Background: The combination of the dual HER1/HER2 inhibitor lapatinib and capecitabine (LC) is a therapeutic option for patients ( pts) with HER2‐positive metastatic breast cancer (HER2 + MBC) after failure of trastuzumab‐based therapy. No clinical and/or pathological factors have been identified as predictive markers of efficacy for LC. We conducted this retrospective analysis to investigate factors associated with progression‐free survival (PFS) in pts with HER2 + MBC receiving LC. Patients and methods: Clinical and pathological data of 148 pts with HER2 + MBC treated from March 2007 to December 2013 with LC after failure of at least one prior trastuzumab‐based treatment (given either in adjuvant or metastatic setting) were collected from 13 Italian institutions. PFS and overall survival (OS) were estimated by Kaplan Meier method and compared with log‐rank test. A Cox multivariate analysis was performed to evaluate the association between clinical/pathological characteristics and risk of disease progression with LC. Results: At a median follow‐up of 41 months (IQR 23‐62), median PFS and OS were 7 and 21 months, respectively. Pts with PFS > 7 months had a significantly longer OS compared to those with PFS ≤ 7 months (36 vs 15 months; p < 0.001). In the multivariate analysis for PFS, HER2 luminal subtype (HR 0.53; C.I. 95% 0.29‐0.95, p< 0.03) and progressive disease to prior trastuzumab at the first tumor assessment (HR 0.30; C.I. 95% 0.10‐0.89, p< 0.03) were significantly associated with reduced risk of disease progression on LC, whereas visceral metastases before starting trastuzumab‐based therapy were associated with higher risk of progression on LC (HR 2.11; CI 95% 1.08‐4.12, p = 0.03).
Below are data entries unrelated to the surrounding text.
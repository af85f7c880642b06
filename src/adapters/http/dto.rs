//! Response DTOs for the page-serving endpoints.

use serde::Serialize;

use crate::domain::source::{SourceId, SourceRegistry};

/// Whether the server tails files or its standard input.
#[derive(Debug, Clone, Copy, PartialEq, Eq, Serialize)]
#[serde(rename_all = "lowercase")]
pub enum SourceMode {
    Files,
    Stdin,
}

/// Listing of selectable sources, as served by `GET /api/sources` and
/// embedded in the viewer page.
#[derive(Debug, Clone, PartialEq, Eq, Serialize)]
pub struct SourcesResponse {
    pub mode: SourceMode,
    pub sources: Vec<SourceId>,
}

impl SourcesResponse {
    pub fn from_registry(registry: &SourceRegistry) -> Self {
        if registry.is_stdin_mode() {
            Self {
                mode: SourceMode::Stdin,
                sources: Vec::new(),
            }
        } else {
            Self {
                mode: SourceMode::Files,
                sources: registry.sources().to_vec(),
            }
        }
    }
}
//! Strongly typed identifiers.

use serde::{Deserialize, Serialize};
use std::fmt;
use std::str::FromStr;
use uuid::Uuid;

/// Unique identifier for one tail session, used to correlate log lines.
#[derive(Debug, Clone, Copy, PartialEq, Eq, Hash, Serialize, Deserialize)]
#[serde(transparent)]
pub struct SessionId(Uuid);

impl SessionId {
    /// Creates a new random SessionId.
    pub fn new() -> Self {
        Self(Uuid::new_v4())
    }

    /// Returns the inner UUID.
    pub fn as_uuid(&self) -> &Uuid {
        &self.0
    }
}

impl Default for SessionId {
    fn default() -> Self {
        Self::new()
    }
}

impl fmt::Display for SessionId {
    fn fmt(&self, f: &mut fmt::Formatter<'_>) -> fmt::Result {
        write!(f, "{}", self.0)
    }
}

impl FromStr for SessionId {
    type Err = uuid::Error;

    fn from_str(s: &str) -> Result<Self, Self::Err> {
        Ok(Self(Uuid::parse_str(s)?))
    }
}
//! Axum router configuration for the whole service.

use std::sync::Arc;
use std::time::Duration;

use axum::{routing::get, Router};
use tower_http::{timeout::TimeoutLayer, trace::TraceLayer};

use crate::adapters::websocket::{websocket_router, SessionCoordinator, TailState};
use crate::domain::source::SourceRegistry;

use super::pages::{home_page, list_sources, PageState};

/// State for every route, split per router when the app is built.
#[derive(Clone)]
pub struct AppState {
    pub pages: PageState,
    pub tail: TailState,
}

impl AppState {
    pub fn new(
        registry: Arc<SourceRegistry>,
        coordinator: Arc<SessionCoordinator>,
        max_message_bytes: usize,
    ) -> Self {
        Self {
            pages: PageState::new(registry),
            tail: TailState::new(coordinator, max_message_bytes),
        }
    }
}

/// Create the page routes.
///
/// # Routes
/// - `GET /` - Viewer page
/// - `GET /api/sources` - Source listing as JSON
pub fn page_routes() -> Router<PageState> {
    Router::new()
        .route("/", get(home_page))
        .route("/api/sources", get(list_sources))
}

/// Create the complete application router.
///
/// Page routes get a request timeout; the upgrade route does not, since
/// an upgraded session is bounded by its own read and write deadlines.
pub fn app_router(state: AppState, request_timeout: Duration) -> Router {
    let pages = page_routes()
        .layer(TimeoutLayer::new(request_timeout))
        .with_state(state.pages);
    let tail = websocket_router().with_state(state.tail);

    Router::new()
        .merge(pages)
        .merge(tail)
        .layer(TraceLayer::new_for_http())
}
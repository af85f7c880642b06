//! Source module - what can be tailed and how bytes become lines.
//!
//! - [`SourceId`] names a file or the standard-input sentinel
//! - [`Line`] is one framed unit of output
//! - [`LineBuffer`] carries partial bytes across reads
//! - [`SourceRegistry`] is the immutable allow-list built at startup

mod line;
mod line_buffer;
mod registry;
mod source_id;

pub use line::Line;
pub use line_buffer::{LineBuffer, DEFAULT_MAX_LINE_BYTES};
pub use registry::SourceRegistry;
pub use source_id::SourceId;
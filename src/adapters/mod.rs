//! Adapters - Implementations of port interfaces.
//!
//! Adapters connect the domain to external systems:
//! - `source` - Files and standard input, via tokio
//! - `websocket` - Live tail sessions over axum WebSockets
//! - `http` - Viewer page, source listing, and the app router

pub mod http;
pub mod source;
pub mod websocket;

pub use http::{app_router, AppState};
pub use source::{LocalSourceOpener, StreamSourceReader};
pub use websocket::{SessionCoordinator, SessionSettings};
//! Error types for the domain layer.

use std::fmt;
use thiserror::Error;

/// Errors raised when a value or state change is rejected.
#[derive(Debug, Clone, PartialEq, Eq, Error)]
pub enum ValidationError {
    #[error("Field '{field}' cannot be empty")]
    EmptyField { field: String },

    #[error("Field '{field}' has invalid format: {reason}")]
    InvalidFormat { field: String, reason: String },
}

impl ValidationError {
    /// Creates an empty field validation error.
    pub fn empty_field(field: impl Into<String>) -> Self {
        ValidationError::EmptyField { field: field.into() }
    }

    /// Creates an invalid format validation error.
    pub fn invalid_format(field: impl Into<String>, reason: impl Into<String>) -> Self {
        ValidationError::InvalidFormat {
            field: field.into(),
            reason: reason.into(),
        }
    }
}

/// Stable codes for tail failures, used as a structured log field.
#[derive(Debug, Clone, Copy, PartialEq, Eq, Hash)]
pub enum ErrorCode {
    InvalidSource,
    SourceUnreadable,
    ConnectionLost,
    UpgradeFailed,
    InvalidStateTransition,
}

impl fmt::Display for ErrorCode {
    fn fmt(&self, f: &mut fmt::Formatter<'_>) -> fmt::Result {
        let s = match self {
            ErrorCode::InvalidSource => "invalid_source",
            ErrorCode::SourceUnreadable => "source_unreadable",
            ErrorCode::ConnectionLost => "connection_lost",
            ErrorCode::UpgradeFailed => "upgrade_failed",
            ErrorCode::InvalidStateTransition => "invalid_state_transition",
        };
        write!(f, "{}", s)
    }
}

/// Failures that prevent or end a tail session.
///
/// None of these stop the server: each one is handled by refusing the
/// request or tearing down the affected session.
#[derive(Debug, Clone, PartialEq, Eq, Error)]
pub enum TailError {
    /// Requested identifier is not in the source registry.
    #[error("Source not registered: {0}")]
    InvalidSource(String),

    /// Source could not be opened, or a read failed mid-stream.
    #[error("Source unreadable: {source_id}: {reason}")]
    SourceUnreadable { source_id: String, reason: String },

    /// A deadline was exceeded or the transport failed.
    #[error("Connection lost: {0}")]
    ConnectionLost(String),

    /// The request could not be upgraded to a WebSocket.
    #[error("Upgrade failed: {0}")]
    UpgradeFailed(String),

    #[error("Invalid session transition: {0}")]
    InvalidTransition(#[from] ValidationError),
}

impl TailError {
    /// Creates a source unreadable error.
    pub fn source_unreadable(source_id: impl ToString, reason: impl Into<String>) -> Self {
        TailError::SourceUnreadable {
            source_id: source_id.to_string(),
            reason: reason.into(),
        }
    }

    /// Returns the code for this error.
    pub fn code(&self) -> ErrorCode {
        match self {
            TailError::InvalidSource(_) => ErrorCode::InvalidSource,
            TailError::SourceUnreadable { .. } => ErrorCode::SourceUnreadable,
            TailError::ConnectionLost(_) => ErrorCode::ConnectionLost,
            TailError::UpgradeFailed(_) => ErrorCode::UpgradeFailed,
            TailError::InvalidTransition(_) => ErrorCode::InvalidStateTransition,
        }
    }
}
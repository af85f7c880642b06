//! Server configuration

use serde::Deserialize;
use std::time::Duration;

use super::error::ValidationError;

/// Server configuration
#[derive(Debug, Clone, Deserialize)]
pub struct ServerConfig {
    /// Host address to bind to
    #[serde(default = "default_host")]
    pub host: String,

    /// Port to listen on
    #[serde(default = "default_port")]
    pub port: u16,

    /// Rust log filter directive, used when `RUST_LOG` is unset
    #[serde(default = "default_log_level")]
    pub log_level: String,

    /// Emit logs as JSON lines instead of human-readable text
    #[serde(default)]
    pub log_json: bool,

    /// Timeout for plain HTTP requests, in seconds. Upgraded connections
    /// are governed by the tail deadlines instead.
    #[serde(default = "default_request_timeout")]
    pub request_timeout_secs: u64,
}

impl ServerConfig {
    /// Address string handed to the listener; host names are resolved.
    pub fn listen_address(&self) -> String {
        format!("{}:{}", self.host, self.port)
    }

    pub fn request_timeout(&self) -> Duration {
        Duration::from_secs(self.request_timeout_secs)
    }

    /// Validate server configuration
    pub fn validate(&self) -> Result<(), ValidationError> {
        if self.host.trim().is_empty() {
            return Err(ValidationError::EmptyHost);
        }
        if self.port == 0 {
            return Err(ValidationError::InvalidPort);
        }
        if self.request_timeout_secs == 0 || self.request_timeout_secs > 300 {
            return Err(ValidationError::InvalidTimeout);
        }
        Ok(())
    }
}

impl Default for ServerConfig {
    fn default() -> Self {
        Self {
            host: default_host(),
            port: default_port(),
            log_level: default_log_level(),
            log_json: false,
            request_timeout_secs: default_request_timeout(),
        }
    }
}

fn default_host() -> String {
    "0.0.0.0".to_string()
}

fn default_port() -> u16 {
    8081
}

fn default_log_level() -> String {
    "info,webtail=debug".to_string()
}

fn default_request_timeout() -> u64 {
    30
}

#[cfg(test)]
mod tests {
    use super::*;

    #[test]
    fn test_server_config_defaults() {
        let config = ServerConfig::default();
        assert_eq!(config.host, "0.0.0.0");
        assert_eq!(config.port, 8081);
        assert_eq!(config.request_timeout(), Duration::from_secs(30));
        assert!(!config.log_json);
    }

    #[test]
    fn test_listen_address() {
        let config = ServerConfig {
            host: "127.0.0.1".to_string(),
            port: 3000,
            ..Default::default()
        };
        assert_eq!(config.listen_address(), "127.0.0.1:3000");
    }

    #[test]
    fn test_validation_invalid_port() {
        let config = ServerConfig {
            port: 0,
            ..Default::default()
        };
        assert_eq!(config.validate(), Err(ValidationError::InvalidPort));
    }

    #[test]
    fn test_validation_empty_host() {
        let config = ServerConfig {
            host: "  ".to_string(),
            ..Default::default()
        };
        assert_eq!(config.validate(), Err(ValidationError::EmptyHost));
    }

    #[test]
    fn test_validation_invalid_timeout() {
        let config = ServerConfig {
            request_timeout_secs: 0,
            ..Default::default()
        };
        assert!(config.validate().is_err());

        let config = ServerConfig {
            request_timeout_secs: 500,
            ..Default::default()
        };
        assert!(config.validate().is_err());
    }
}
//! Tail session configuration: poll cadence, deadlines and limits.

use serde::Deserialize;
use std::time::Duration;

use super::error::ValidationError;
use crate::domain::source::DEFAULT_MAX_LINE_BYTES;

/// Timing and size limits applied to every tail session.
#[derive(Debug, Clone, Deserialize, PartialEq, Eq)]
pub struct TailConfig {
    /// How often each session polls its source, in milliseconds
    #[serde(default = "default_poll_interval_ms")]
    pub poll_interval_ms: u64,

    /// Deadline for a single outbound frame, in seconds
    #[serde(default = "default_write_timeout_secs")]
    pub write_timeout_secs: u64,

    /// Interval between liveness pings, in seconds
    #[serde(default = "default_ping_interval_secs")]
    pub ping_interval_secs: u64,

    /// Inbound deadline, refreshed by each pong, in seconds
    #[serde(default = "default_read_timeout_secs")]
    pub read_timeout_secs: u64,

    /// Largest inbound message or frame accepted from a client
    #[serde(default = "default_max_message_bytes")]
    pub max_message_bytes: usize,

    /// Lines drained back-to-back before waiting for the next tick
    #[serde(default = "default_max_lines_per_tick")]
    pub max_lines_per_tick: usize,

    /// Longest line emitted before it is split
    #[serde(default = "default_max_line_bytes")]
    pub max_line_bytes: usize,

    /// Skip existing file content and only stream new appends
    #[serde(default)]
    pub start_at_end: bool,
}

impl TailConfig {
    pub fn poll_interval(&self) -> Duration {
        Duration::from_millis(self.poll_interval_ms)
    }

    pub fn write_timeout(&self) -> Duration {
        Duration::from_secs(self.write_timeout_secs)
    }

    pub fn ping_interval(&self) -> Duration {
        Duration::from_secs(self.ping_interval_secs)
    }

    pub fn read_timeout(&self) -> Duration {
        Duration::from_secs(self.read_timeout_secs)
    }

    /// Validate tail configuration
    ///
    /// The ping interval must stay below the read timeout, otherwise a
    /// healthy client would be dropped between two pings.
    pub fn validate(&self) -> Result<(), ValidationError> {
        if self.poll_interval_ms < 1 {
            return Err(ValidationError::PollIntervalTooShort);
        }
        if self.write_timeout_secs == 0 {
            return Err(ValidationError::ZeroTimeout("write_timeout_secs"));
        }
        if self.ping_interval_secs == 0 {
            return Err(ValidationError::ZeroTimeout("ping_interval_secs"));
        }
        if self.read_timeout_secs == 0 {
            return Err(ValidationError::ZeroTimeout("read_timeout_secs"));
        }
        if self.ping_interval_secs >= self.read_timeout_secs {
            return Err(ValidationError::PingNotBelowReadTimeout {
                ping_secs: self.ping_interval_secs,
                read_secs: self.read_timeout_secs,
            });
        }
        if self.max_message_bytes == 0 {
            return Err(ValidationError::ZeroLimit("max_message_bytes"));
        }
        if self.max_lines_per_tick == 0 {
            return Err(ValidationError::ZeroLimit("max_lines_per_tick"));
        }
        if self.max_line_bytes == 0 {
            return Err(ValidationError::ZeroLimit("max_line_bytes"));
        }
        Ok(())
    }
}

impl Default for TailConfig {
    fn default() -> Self {
        Self {
            poll_interval_ms: default_poll_interval_ms(),
            write_timeout_secs: default_write_timeout_secs(),
            ping_interval_secs: default_ping_interval_secs(),
            read_timeout_secs: default_read_timeout_secs(),
            max_message_bytes: default_max_message_bytes(),
            max_lines_per_tick: default_max_lines_per_tick(),
            max_line_bytes: default_max_line_bytes(),
            start_at_end: false,
        }
    }
}

fn default_poll_interval_ms() -> u64 {
    10
}

fn default_write_timeout_secs() -> u64 {
    10
}

fn default_ping_interval_secs() -> u64 {
    27
}

fn default_read_timeout_secs() -> u64 {
    60
}

fn default_max_message_bytes() -> usize {
    512
}

fn default_max_lines_per_tick() -> usize {
    64
}

fn default_max_line_bytes() -> usize {
    DEFAULT_MAX_LINE_BYTES
}
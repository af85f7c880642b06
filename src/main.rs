use anyhow::Context;
use clap::Parser;
use tracing_subscriber::EnvFilter;

use webtail::cli::Cli;
use webtail::config::AppConfig;

#[tokio::main]
async fn main() -> anyhow::Result<()> {
    let cli = Cli::parse();

    let mut config = AppConfig::load().context("loading configuration")?;
    cli.apply(&mut config);
    config.validate().context("validating configuration")?;

    let filter = EnvFilter::try_from_default_env()
        .unwrap_or_else(|_| EnvFilter::new(&config.server.log_level));
    if config.server.log_json {
        tracing_subscriber::fmt().json().with_env_filter(filter).init();
    } else {
        tracing_subscriber::fmt().with_env_filter(filter).init();
    }

    let registry = cli.source_registry()?;
    for source in registry.sources() {
        tracing::info!(source = %source, "registered source");
    }

    webtail::server::run(config, registry).await?;
    Ok(())
}
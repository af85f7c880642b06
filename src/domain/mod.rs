//! Domain layer containing the tailing vocabulary.
//!
//! # Module Organization
//!
//! - `foundation` - Shared primitives (IDs, errors, state machine trait)
//! - `source` - Source identifiers, lines, line framing, the registry
//! - `session` - Tail session lifecycle and termination reasons

pub mod foundation;
pub mod session;
pub mod source;
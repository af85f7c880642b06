//! A single framed line of source output.

/// Bytes read from a source, ending in `\n` unless the line is partial.
///
/// A partial line only appears when the stream ended mid-line, a read
/// failed with bytes still buffered, or the line exceeded the size cap.
#[derive(Debug, Clone, PartialEq, Eq)]
pub struct Line {
    bytes: Vec<u8>,
    terminated: bool,
}

impl Line {
    /// A complete line. `bytes` must end with the newline.
    pub fn terminated(bytes: Vec<u8>) -> Self {
        debug_assert!(bytes.last() == Some(&b'\n'));
        Self {
            bytes,
            terminated: true,
        }
    }

    /// A trailing or oversized chunk with no newline.
    pub fn partial(bytes: Vec<u8>) -> Self {
        Self {
            bytes,
            terminated: false,
        }
    }

    pub fn as_bytes(&self) -> &[u8] {
        &self.bytes
    }

    pub fn is_terminated(&self) -> bool {
        self.terminated
    }

    pub fn len(&self) -> usize {
        self.bytes.len()
    }

    pub fn is_empty(&self) -> bool {
        self.bytes.is_empty()
    }

    /// Converts to text for a WebSocket text frame.
    ///
    /// Invalid UTF-8 is replaced with U+FFFD.
    pub fn into_text(self) -> String {
        match String::from_utf8(self.bytes) {
            Ok(text) => text,
            Err(err) => String::from_utf8_lossy(err.as_bytes()).into_owned(),
        }
    }
}
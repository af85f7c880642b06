//! Configuration error types

use thiserror::Error;

/// Errors that can occur during configuration loading
#[derive(Debug, Error)]
pub enum ConfigError {
    #[error("Configuration loading failed: {0}")]
    LoadError(#[from] config::ConfigError),

    #[error("Validation failed: {0}")]
    ValidationFailed(#[from] ValidationError),
}

/// Errors that can occur during configuration validation
#[derive(Debug, Error, PartialEq, Eq)]
pub enum ValidationError {
    #[error("Host cannot be empty")]
    EmptyHost,

    #[error("Invalid port number")]
    InvalidPort,

    #[error("Invalid request timeout")]
    InvalidTimeout,

    #[error("Poll interval must be at least 1 ms")]
    PollIntervalTooShort,

    #[error("{0} must be greater than zero")]
    ZeroTimeout(&'static str),

    #[error("Ping interval ({ping_secs}s) must be shorter than the read timeout ({read_secs}s)")]
    PingNotBelowReadTimeout { ping_secs: u64, read_secs: u64 },

    #[error("{0} must be at least 1")]
    ZeroLimit(&'static str),
}
#[cfg(test)]
mod tests {
    use std::sync::Arc;

    use super::*;
    use crate::types::PixelFormat;

    fn window() -> NativeWindow {
        NativeWindow::offscreen(1)
    }

    fn buffer(id: u64) -> HardwareBuffer {
        let allocation = AllocationKey {
            generation: 1,
            extent: Extent::new(2, 2),
            format: PixelFormat::Rgba8888,
        };
        HardwareBuffer::new(id, allocation, 0, Arc::from(vec![0_u8; 16]))
    }

    #[test]
    fn availability_needs_window_and_extent() {
        let kernel = HeadlessKernel::new();
        assert!(!kernel.is_available());
        kernel.set_native_window(Some(window()));
        assert!(kernel.has_surface());
        assert!(!kernel.is_available());
        kernel.set_image_extent(Extent::new(640, 480));
        assert!(kernel.is_available());
        kernel.set_native_window(None);
        assert!(!kernel.is_available());
        assert!(kernel.swapchain().is_none());
    }

    #[test]
    fn swapchain_generation_bumps_on_recreate() {
        let kernel = HeadlessKernel::with_image_count(2);
        kernel.set_image_extent(Extent::new(640, 480));
        kernel.set_native_window(Some(window()));
        let first = kernel.swapchain().unwrap();
        assert_eq!(first.image_count, 2);
        kernel.set_image_extent(Extent::new(480, 640));
        let second = kernel.swapchain().unwrap();
        assert!(second.generation > first.generation);
        assert_eq!(second.extent, Extent::new(480, 640));
    }

    #[test]
    fn pre_rotation_follows_device_only_when_synchronized() {
        let kernel = HeadlessKernel::new();
        kernel.set_image_extent(Extent::new(640, 480));
        kernel.set_native_window(Some(window()));
        kernel.set_device_orientation(SurfaceRotation::Rotation270);
        assert_eq!(kernel.swapchain().unwrap().pre_rotation, SurfaceRotation::Rotation0);
        kernel.set_expected_orientation_synchronize(true);
        assert_eq!(kernel.swapchain().unwrap().pre_rotation, SurfaceRotation::Rotation270);
    }

    #[test]
    fn draw_cycles_images_and_records_contents() {
        let kernel = HeadlessKernel::with_image_count(2);
        kernel.set_image_extent(Extent::new(2, 2));
        kernel.set_native_window(Some(window()));
        let frame = buffer(9);
        let import = kernel.import_buffer(&frame).unwrap();

        let mut seen = Vec::new();
        for _ in 0..3 {
            let outcome = kernel
                .draw_frame(&mut |index| {
                    seen.push(index);
                    kernel.update_image(index, &import, &frame)
                })
                .unwrap();
            assert!(matches!(outcome, DrawOutcome::Presented { .. }));
        }
        assert_eq!(seen, vec![0, 1, 0]);
        assert_eq!(kernel.presented_total(), 3);
        assert_eq!(kernel.last_presented().unwrap().buffer_id, Some(9));
    }

    #[test]
    fn draw_without_swapchain_is_skipped() {
        let kernel = HeadlessKernel::new();
        let mut called = false;
        let outcome = kernel
            .draw_frame(&mut |_| {
                called = true;
                Ok(())
            })
            .unwrap();
        assert_eq!(outcome, DrawOutcome::Skipped);
        assert!(!called);
    }

    #[test]
    fn nested_draw_is_rejected() {
        let kernel = HeadlessKernel::new();
        kernel.set_image_extent(Extent::new(2, 2));
        kernel.set_native_window(Some(window()));
        let mut inner = None;
        kernel
            .draw_frame(&mut |_| {
                inner = Some(kernel.draw_frame(&mut |_| Ok(())));
                Ok(())
            })
            .unwrap();
        assert_eq!(inner, Some(Err(FrameError::Reentrant)));
        assert!(kernel.draw_frame(&mut |_| Ok(())).is_ok());
    }

    #[test]
    fn device_loss_fails_draws_until_restored() {
        let kernel = HeadlessKernel::new();
        kernel.set_image_extent(Extent::new(2, 2));
        kernel.set_native_window(Some(window()));
        kernel.simulate_device_loss("test reset");
        let err = kernel.draw_frame(&mut |_| Ok(())).unwrap_err();
        assert!(err.is_fatal());
        assert!(kernel.import_buffer(&buffer(1)).is_err());
        assert!(kernel.inspect_devices().contains("lost"));

        let before = kernel.swapchain_generation();
        kernel.restore_device();
        assert!(kernel.swapchain_generation() > before);
        assert!(kernel.draw_frame(&mut |_| Ok(())).is_ok());
    }
}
Stage at diagnosis, tumor grading, proliferation index, metastatic sites before starting LC, PFS after primary treatment for early breast cancer, PFS achieved with first‐line trastuzumab and treatment with trastuzumab beyond progression were not associated with PFS on LC. Conclusion: Pts treated with LC who achieved PFS > 7 months had significantly longer OS. HER2 luminal subtype and rapid disease progression with prior trastuzumab were associated with a longer PFS with LC. The latter finding suggests that the underlying mechanisms of primary resistance are different for trastuzumab and lapatinib. Additional biological studies are needed to investigate predictive markers of sensitivity and resistance to LC.